**Exercise details:** Only the lines from the one containing "across 24 keys" through the end of the listing below are to be reproduced, exactly as they stand.

%%

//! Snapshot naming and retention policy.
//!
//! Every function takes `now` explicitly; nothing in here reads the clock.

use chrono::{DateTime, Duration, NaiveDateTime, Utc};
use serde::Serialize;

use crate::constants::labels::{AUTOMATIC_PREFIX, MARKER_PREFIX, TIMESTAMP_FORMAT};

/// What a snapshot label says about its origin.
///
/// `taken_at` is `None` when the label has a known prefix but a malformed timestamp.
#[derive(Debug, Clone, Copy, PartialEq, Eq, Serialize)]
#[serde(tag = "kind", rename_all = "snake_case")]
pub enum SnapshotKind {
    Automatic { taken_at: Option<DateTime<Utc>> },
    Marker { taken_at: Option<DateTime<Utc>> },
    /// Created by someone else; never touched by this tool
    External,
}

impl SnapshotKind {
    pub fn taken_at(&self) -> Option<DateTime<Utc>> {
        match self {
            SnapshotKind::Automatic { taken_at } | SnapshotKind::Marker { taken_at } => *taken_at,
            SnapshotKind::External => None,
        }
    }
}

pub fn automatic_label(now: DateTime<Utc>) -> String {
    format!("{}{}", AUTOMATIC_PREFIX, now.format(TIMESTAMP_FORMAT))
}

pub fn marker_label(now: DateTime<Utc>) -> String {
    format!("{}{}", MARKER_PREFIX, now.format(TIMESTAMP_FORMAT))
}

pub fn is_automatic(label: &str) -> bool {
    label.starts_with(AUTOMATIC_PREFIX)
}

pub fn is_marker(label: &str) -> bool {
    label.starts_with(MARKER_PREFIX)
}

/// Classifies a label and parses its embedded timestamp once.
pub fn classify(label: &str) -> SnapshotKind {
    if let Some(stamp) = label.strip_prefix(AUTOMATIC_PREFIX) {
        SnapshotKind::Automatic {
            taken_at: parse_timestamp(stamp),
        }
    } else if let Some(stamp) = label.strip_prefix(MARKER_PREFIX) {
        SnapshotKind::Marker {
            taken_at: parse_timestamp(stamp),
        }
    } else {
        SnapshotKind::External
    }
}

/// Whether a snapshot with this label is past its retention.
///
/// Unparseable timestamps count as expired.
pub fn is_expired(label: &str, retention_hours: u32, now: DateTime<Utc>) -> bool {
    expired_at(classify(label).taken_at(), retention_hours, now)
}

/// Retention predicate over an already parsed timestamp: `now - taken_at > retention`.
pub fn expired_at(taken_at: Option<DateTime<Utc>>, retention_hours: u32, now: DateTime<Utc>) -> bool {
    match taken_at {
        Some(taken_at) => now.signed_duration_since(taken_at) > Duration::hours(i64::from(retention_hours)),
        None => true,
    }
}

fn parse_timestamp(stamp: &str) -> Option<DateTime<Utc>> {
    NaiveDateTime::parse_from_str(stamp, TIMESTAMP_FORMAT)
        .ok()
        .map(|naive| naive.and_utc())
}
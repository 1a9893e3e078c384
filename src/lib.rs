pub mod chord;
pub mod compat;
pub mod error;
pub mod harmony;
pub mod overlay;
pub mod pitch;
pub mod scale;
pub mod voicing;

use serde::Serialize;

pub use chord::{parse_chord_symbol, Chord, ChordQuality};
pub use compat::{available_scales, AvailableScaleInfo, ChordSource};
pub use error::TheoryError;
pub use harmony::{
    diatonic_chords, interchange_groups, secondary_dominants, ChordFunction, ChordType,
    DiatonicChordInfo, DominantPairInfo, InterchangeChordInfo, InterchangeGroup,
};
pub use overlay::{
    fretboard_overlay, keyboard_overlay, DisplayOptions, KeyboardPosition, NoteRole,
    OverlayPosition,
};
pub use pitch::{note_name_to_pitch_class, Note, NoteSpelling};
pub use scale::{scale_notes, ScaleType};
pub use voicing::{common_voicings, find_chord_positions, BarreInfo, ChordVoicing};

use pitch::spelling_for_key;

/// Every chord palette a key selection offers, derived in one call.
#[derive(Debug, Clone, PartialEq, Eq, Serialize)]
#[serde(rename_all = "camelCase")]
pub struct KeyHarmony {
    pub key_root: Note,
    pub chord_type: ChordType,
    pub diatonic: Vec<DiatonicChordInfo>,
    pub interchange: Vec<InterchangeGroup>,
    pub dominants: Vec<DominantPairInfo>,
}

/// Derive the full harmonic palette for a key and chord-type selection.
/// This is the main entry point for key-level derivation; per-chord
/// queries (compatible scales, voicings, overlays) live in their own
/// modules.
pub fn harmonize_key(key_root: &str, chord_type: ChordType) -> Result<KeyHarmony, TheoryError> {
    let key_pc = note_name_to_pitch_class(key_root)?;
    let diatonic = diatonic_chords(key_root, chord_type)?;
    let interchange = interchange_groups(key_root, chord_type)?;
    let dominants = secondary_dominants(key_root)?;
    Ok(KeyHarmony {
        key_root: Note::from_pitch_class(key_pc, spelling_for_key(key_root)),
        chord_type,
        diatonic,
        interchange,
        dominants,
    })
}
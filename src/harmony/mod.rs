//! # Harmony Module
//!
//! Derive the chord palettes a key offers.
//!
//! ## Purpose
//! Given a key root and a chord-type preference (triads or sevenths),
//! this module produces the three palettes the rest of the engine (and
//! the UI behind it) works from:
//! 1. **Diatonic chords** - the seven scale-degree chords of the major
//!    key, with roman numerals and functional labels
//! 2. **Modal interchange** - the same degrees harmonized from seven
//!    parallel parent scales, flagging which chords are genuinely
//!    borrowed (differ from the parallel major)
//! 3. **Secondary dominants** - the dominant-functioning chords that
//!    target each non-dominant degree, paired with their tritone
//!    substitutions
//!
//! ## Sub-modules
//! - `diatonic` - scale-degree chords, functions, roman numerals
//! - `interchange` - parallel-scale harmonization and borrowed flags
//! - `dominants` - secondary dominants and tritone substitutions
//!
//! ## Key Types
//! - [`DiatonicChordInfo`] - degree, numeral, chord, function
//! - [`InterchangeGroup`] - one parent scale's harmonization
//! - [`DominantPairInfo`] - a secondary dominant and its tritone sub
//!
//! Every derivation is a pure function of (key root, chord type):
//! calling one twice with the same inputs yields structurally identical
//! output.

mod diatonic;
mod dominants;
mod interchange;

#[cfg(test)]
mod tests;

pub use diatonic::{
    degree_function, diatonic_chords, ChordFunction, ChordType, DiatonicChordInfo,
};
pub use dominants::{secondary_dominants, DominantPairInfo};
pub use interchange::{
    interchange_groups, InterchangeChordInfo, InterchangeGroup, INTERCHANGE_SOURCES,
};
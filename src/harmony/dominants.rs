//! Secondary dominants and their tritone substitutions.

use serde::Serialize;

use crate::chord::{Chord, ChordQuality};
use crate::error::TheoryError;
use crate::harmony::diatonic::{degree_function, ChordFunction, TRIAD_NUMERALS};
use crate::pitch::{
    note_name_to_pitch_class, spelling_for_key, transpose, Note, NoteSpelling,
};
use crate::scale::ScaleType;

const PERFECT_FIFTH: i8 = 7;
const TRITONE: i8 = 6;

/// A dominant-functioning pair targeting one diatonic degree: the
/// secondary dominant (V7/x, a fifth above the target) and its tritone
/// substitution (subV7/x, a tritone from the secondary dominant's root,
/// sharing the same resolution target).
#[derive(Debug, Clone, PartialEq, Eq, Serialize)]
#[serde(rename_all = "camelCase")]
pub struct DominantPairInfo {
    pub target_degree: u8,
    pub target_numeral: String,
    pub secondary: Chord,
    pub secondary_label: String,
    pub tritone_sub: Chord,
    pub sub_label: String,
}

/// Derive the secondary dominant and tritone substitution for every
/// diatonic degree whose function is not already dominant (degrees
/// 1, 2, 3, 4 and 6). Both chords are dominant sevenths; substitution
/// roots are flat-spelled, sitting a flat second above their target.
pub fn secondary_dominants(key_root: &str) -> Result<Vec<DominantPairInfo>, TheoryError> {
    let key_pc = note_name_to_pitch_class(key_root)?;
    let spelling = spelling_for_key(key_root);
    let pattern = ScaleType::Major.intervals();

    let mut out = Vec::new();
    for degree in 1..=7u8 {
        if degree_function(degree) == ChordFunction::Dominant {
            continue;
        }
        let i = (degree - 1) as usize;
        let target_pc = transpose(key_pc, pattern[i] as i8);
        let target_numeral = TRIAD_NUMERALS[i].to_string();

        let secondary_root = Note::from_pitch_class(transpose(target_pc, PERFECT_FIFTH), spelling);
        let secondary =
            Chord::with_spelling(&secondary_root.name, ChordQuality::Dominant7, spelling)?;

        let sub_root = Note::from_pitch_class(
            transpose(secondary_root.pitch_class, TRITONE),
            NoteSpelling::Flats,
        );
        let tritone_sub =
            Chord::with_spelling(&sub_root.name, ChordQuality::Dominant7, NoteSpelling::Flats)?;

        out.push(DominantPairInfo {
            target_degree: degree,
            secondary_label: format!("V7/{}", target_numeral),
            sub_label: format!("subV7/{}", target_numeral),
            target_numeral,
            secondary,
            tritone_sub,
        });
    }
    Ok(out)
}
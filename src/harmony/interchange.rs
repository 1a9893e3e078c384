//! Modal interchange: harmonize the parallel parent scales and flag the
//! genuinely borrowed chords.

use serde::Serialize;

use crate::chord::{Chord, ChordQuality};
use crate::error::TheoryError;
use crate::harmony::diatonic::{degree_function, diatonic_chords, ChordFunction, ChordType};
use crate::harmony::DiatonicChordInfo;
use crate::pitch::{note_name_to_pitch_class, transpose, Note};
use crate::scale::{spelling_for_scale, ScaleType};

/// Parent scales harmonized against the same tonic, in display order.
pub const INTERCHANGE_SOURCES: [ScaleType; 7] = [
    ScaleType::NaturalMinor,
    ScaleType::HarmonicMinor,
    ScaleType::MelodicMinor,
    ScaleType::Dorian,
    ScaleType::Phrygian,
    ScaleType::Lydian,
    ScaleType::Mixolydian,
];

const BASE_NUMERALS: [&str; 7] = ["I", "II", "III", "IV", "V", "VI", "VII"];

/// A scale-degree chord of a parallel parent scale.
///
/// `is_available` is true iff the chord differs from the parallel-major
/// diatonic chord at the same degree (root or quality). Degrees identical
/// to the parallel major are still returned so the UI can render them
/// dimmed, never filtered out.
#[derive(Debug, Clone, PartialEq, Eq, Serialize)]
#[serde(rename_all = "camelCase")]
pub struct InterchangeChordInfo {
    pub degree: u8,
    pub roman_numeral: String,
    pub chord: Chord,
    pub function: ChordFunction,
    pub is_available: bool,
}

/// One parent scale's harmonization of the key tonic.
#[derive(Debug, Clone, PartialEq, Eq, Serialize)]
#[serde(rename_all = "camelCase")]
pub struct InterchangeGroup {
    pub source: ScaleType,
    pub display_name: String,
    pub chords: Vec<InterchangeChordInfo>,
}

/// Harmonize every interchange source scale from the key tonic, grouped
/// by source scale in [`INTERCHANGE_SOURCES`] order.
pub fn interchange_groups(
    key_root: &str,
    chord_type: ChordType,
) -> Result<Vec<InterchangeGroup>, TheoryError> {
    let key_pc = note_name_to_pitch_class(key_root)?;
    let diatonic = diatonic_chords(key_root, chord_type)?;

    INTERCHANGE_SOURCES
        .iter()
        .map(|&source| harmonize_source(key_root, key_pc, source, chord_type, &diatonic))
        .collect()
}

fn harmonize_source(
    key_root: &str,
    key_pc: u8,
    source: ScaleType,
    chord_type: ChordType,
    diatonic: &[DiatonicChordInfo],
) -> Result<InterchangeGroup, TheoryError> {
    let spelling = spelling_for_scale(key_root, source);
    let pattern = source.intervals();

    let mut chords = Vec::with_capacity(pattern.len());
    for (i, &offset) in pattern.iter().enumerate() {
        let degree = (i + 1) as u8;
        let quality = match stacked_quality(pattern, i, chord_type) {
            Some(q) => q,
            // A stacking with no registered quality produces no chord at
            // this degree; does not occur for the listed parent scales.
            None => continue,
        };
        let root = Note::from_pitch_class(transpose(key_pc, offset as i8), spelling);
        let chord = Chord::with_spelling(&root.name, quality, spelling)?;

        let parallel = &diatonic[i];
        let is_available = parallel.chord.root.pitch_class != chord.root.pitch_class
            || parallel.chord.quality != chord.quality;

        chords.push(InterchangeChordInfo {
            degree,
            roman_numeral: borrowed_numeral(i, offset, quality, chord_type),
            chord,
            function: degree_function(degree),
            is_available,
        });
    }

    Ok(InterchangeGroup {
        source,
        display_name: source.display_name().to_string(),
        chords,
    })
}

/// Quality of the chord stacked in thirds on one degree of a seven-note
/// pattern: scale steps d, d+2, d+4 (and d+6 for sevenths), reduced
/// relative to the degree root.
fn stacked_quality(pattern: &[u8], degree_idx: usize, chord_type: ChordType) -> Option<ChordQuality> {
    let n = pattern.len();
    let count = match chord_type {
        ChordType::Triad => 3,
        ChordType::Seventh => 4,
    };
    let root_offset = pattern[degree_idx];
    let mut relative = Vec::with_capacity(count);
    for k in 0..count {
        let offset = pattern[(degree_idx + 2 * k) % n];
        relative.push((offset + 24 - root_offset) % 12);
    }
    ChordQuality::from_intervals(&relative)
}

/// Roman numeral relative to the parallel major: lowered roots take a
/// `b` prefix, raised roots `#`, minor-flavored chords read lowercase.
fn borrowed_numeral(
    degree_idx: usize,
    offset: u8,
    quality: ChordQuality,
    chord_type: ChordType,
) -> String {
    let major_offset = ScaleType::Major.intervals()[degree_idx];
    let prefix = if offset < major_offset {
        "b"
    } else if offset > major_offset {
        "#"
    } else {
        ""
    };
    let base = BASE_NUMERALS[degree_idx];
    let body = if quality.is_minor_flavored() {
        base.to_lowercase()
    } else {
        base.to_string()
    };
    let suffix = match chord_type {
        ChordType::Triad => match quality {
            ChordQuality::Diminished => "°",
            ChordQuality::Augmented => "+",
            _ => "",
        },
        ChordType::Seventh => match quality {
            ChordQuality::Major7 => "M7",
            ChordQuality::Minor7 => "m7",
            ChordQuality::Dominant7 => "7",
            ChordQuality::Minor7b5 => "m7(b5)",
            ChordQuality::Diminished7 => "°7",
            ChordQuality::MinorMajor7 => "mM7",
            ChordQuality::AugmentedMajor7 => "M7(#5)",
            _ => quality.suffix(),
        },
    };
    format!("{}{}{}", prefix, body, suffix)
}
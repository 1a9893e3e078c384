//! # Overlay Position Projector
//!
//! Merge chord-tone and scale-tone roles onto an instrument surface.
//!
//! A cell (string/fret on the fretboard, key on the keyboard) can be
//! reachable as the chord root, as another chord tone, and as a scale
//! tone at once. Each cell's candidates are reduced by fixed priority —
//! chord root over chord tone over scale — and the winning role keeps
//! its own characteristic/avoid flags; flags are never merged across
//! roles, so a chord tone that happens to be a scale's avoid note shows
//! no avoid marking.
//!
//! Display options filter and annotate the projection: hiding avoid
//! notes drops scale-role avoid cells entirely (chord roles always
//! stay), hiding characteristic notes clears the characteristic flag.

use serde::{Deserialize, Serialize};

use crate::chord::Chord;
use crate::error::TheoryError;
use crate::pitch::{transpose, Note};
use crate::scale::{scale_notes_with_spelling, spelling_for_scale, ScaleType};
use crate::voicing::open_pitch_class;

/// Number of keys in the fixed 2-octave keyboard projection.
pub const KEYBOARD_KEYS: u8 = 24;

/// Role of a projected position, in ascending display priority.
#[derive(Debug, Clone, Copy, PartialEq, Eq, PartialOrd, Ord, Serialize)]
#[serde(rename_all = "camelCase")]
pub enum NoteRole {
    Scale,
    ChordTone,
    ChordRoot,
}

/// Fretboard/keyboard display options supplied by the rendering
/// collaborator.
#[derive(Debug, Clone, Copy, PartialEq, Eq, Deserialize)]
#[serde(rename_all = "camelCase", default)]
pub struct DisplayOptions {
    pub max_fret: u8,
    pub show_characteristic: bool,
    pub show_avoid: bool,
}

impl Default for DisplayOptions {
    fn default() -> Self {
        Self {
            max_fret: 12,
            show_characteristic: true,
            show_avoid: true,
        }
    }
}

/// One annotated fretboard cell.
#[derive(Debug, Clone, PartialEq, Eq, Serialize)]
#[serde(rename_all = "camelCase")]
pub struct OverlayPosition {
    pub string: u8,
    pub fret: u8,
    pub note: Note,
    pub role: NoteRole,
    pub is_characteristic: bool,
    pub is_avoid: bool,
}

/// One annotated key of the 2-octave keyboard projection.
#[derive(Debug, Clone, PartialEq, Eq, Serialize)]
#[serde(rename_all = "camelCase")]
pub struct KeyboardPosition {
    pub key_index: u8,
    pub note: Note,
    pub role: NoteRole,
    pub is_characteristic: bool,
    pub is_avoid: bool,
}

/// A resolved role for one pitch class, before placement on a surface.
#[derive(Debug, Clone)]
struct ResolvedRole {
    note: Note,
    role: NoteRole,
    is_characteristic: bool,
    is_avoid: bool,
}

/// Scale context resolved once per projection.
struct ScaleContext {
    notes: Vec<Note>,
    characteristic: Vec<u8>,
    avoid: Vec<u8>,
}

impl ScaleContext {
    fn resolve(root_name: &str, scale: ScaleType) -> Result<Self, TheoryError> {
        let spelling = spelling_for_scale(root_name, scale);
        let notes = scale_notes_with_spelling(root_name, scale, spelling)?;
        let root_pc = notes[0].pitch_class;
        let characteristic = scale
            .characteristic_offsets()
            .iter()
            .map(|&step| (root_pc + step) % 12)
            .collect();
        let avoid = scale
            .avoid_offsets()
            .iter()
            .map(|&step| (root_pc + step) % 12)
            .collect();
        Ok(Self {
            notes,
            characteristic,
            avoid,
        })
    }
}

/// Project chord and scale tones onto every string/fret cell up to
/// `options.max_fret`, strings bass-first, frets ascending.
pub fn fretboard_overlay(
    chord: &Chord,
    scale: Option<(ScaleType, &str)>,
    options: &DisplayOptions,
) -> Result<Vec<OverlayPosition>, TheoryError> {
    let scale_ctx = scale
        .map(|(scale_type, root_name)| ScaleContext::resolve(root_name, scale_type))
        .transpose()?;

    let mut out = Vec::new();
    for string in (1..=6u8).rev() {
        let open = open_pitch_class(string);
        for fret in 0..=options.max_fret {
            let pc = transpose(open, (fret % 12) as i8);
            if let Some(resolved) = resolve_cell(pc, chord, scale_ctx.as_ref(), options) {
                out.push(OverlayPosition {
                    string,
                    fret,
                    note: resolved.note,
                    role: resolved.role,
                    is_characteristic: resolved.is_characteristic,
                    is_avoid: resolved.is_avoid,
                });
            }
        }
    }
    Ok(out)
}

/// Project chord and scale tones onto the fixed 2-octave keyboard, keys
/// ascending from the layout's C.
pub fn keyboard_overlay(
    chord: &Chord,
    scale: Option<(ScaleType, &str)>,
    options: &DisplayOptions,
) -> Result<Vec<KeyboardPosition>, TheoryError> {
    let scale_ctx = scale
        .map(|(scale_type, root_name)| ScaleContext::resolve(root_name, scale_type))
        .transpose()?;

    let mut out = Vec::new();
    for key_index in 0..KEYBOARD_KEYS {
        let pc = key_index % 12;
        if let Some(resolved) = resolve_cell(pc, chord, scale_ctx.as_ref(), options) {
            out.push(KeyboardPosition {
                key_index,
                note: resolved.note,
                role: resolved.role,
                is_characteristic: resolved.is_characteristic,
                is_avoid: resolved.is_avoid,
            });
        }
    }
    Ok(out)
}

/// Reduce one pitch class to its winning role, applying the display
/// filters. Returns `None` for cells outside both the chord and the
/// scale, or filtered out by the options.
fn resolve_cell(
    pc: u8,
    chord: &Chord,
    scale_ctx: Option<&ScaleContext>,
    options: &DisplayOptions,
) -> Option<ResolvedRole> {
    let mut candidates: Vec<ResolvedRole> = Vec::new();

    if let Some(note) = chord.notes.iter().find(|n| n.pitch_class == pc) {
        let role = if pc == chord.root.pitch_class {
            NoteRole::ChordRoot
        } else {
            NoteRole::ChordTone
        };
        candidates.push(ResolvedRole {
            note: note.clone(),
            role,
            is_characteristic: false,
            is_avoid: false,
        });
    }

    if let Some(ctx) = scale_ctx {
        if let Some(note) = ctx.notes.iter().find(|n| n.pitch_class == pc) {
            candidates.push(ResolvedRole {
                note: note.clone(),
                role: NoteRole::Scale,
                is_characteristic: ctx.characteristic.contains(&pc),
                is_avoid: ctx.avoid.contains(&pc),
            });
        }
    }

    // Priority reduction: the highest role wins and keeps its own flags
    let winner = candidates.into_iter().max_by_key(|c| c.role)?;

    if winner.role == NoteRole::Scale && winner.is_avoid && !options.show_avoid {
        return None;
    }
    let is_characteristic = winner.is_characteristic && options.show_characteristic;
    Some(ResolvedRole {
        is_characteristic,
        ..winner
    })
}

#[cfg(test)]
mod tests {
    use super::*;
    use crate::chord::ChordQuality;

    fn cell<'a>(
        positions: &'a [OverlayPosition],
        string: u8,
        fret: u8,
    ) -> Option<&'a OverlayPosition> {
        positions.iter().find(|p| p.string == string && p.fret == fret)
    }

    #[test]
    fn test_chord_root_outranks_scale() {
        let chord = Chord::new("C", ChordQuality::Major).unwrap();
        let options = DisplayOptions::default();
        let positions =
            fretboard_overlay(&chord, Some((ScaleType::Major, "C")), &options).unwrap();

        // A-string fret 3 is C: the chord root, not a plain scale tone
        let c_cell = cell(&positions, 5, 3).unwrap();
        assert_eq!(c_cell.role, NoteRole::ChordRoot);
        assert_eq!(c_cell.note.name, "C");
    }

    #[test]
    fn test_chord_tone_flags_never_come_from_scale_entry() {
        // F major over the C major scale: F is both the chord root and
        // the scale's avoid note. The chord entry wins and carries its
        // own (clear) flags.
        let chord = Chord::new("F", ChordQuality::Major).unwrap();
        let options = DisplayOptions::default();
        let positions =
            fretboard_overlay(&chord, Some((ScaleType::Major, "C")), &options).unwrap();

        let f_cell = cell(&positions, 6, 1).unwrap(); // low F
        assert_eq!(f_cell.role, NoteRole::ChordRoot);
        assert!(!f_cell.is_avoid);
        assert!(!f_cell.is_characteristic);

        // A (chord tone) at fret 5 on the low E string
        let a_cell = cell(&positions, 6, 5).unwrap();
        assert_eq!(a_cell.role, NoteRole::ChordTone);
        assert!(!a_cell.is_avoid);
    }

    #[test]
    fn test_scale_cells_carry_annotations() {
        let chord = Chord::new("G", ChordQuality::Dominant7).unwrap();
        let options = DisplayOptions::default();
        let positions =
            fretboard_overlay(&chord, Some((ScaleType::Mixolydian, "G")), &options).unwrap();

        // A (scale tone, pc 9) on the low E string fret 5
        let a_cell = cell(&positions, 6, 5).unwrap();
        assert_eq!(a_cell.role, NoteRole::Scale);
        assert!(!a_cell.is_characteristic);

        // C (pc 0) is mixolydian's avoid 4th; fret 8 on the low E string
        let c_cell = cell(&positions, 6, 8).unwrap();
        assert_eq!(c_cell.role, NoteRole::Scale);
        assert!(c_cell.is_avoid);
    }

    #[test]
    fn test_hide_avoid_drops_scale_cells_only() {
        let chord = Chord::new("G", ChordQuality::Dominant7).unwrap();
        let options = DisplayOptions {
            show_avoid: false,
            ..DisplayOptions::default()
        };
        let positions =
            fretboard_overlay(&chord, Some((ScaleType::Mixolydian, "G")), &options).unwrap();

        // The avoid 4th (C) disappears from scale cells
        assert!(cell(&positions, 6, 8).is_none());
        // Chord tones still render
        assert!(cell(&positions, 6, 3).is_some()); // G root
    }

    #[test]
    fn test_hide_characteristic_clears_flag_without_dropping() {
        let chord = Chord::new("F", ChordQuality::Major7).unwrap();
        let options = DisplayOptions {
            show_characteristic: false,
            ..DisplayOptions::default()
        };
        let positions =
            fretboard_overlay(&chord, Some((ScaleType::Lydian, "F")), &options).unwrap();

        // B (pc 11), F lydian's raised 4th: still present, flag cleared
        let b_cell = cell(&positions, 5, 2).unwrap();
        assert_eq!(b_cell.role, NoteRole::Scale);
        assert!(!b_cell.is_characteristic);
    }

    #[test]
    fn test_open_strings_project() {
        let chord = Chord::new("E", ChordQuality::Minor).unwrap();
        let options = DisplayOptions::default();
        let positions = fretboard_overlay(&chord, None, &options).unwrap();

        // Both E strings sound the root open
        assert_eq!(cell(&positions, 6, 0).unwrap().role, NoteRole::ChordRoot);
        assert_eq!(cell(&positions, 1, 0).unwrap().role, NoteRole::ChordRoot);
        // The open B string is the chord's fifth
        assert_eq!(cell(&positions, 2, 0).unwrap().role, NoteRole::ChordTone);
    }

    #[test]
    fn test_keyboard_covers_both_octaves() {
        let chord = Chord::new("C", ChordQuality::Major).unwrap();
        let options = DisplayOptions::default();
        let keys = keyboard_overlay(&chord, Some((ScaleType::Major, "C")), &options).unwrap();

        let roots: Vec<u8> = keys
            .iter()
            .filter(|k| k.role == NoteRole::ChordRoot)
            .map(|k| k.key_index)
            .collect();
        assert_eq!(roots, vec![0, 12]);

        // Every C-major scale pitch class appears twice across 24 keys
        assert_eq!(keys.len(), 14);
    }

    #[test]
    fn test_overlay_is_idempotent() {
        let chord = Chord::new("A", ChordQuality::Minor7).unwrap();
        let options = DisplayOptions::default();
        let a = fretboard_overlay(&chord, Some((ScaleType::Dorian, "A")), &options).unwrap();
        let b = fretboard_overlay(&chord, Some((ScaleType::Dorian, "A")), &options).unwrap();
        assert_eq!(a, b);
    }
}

%%

**Response area:**
        // Every C-major scale pitch class appears twice across 24 keys
        assert_eq!(keys.len(), 14);
    }

    #[test]
    fn test_overlay_is_idempotent() {
        let chord = Chord::new("A", ChordQuality::Minor7).unwrap();
        let options = DisplayOptions::default();
        let a = fretboard_overlay(&chord, Some((ScaleType::Dorian, "A")), &options).unwrap();
        let b = fretboard_overlay(&chord, Some((ScaleType::Dorian, "A")), &options).unwrap();
        assert_eq!(a, b);
    }
}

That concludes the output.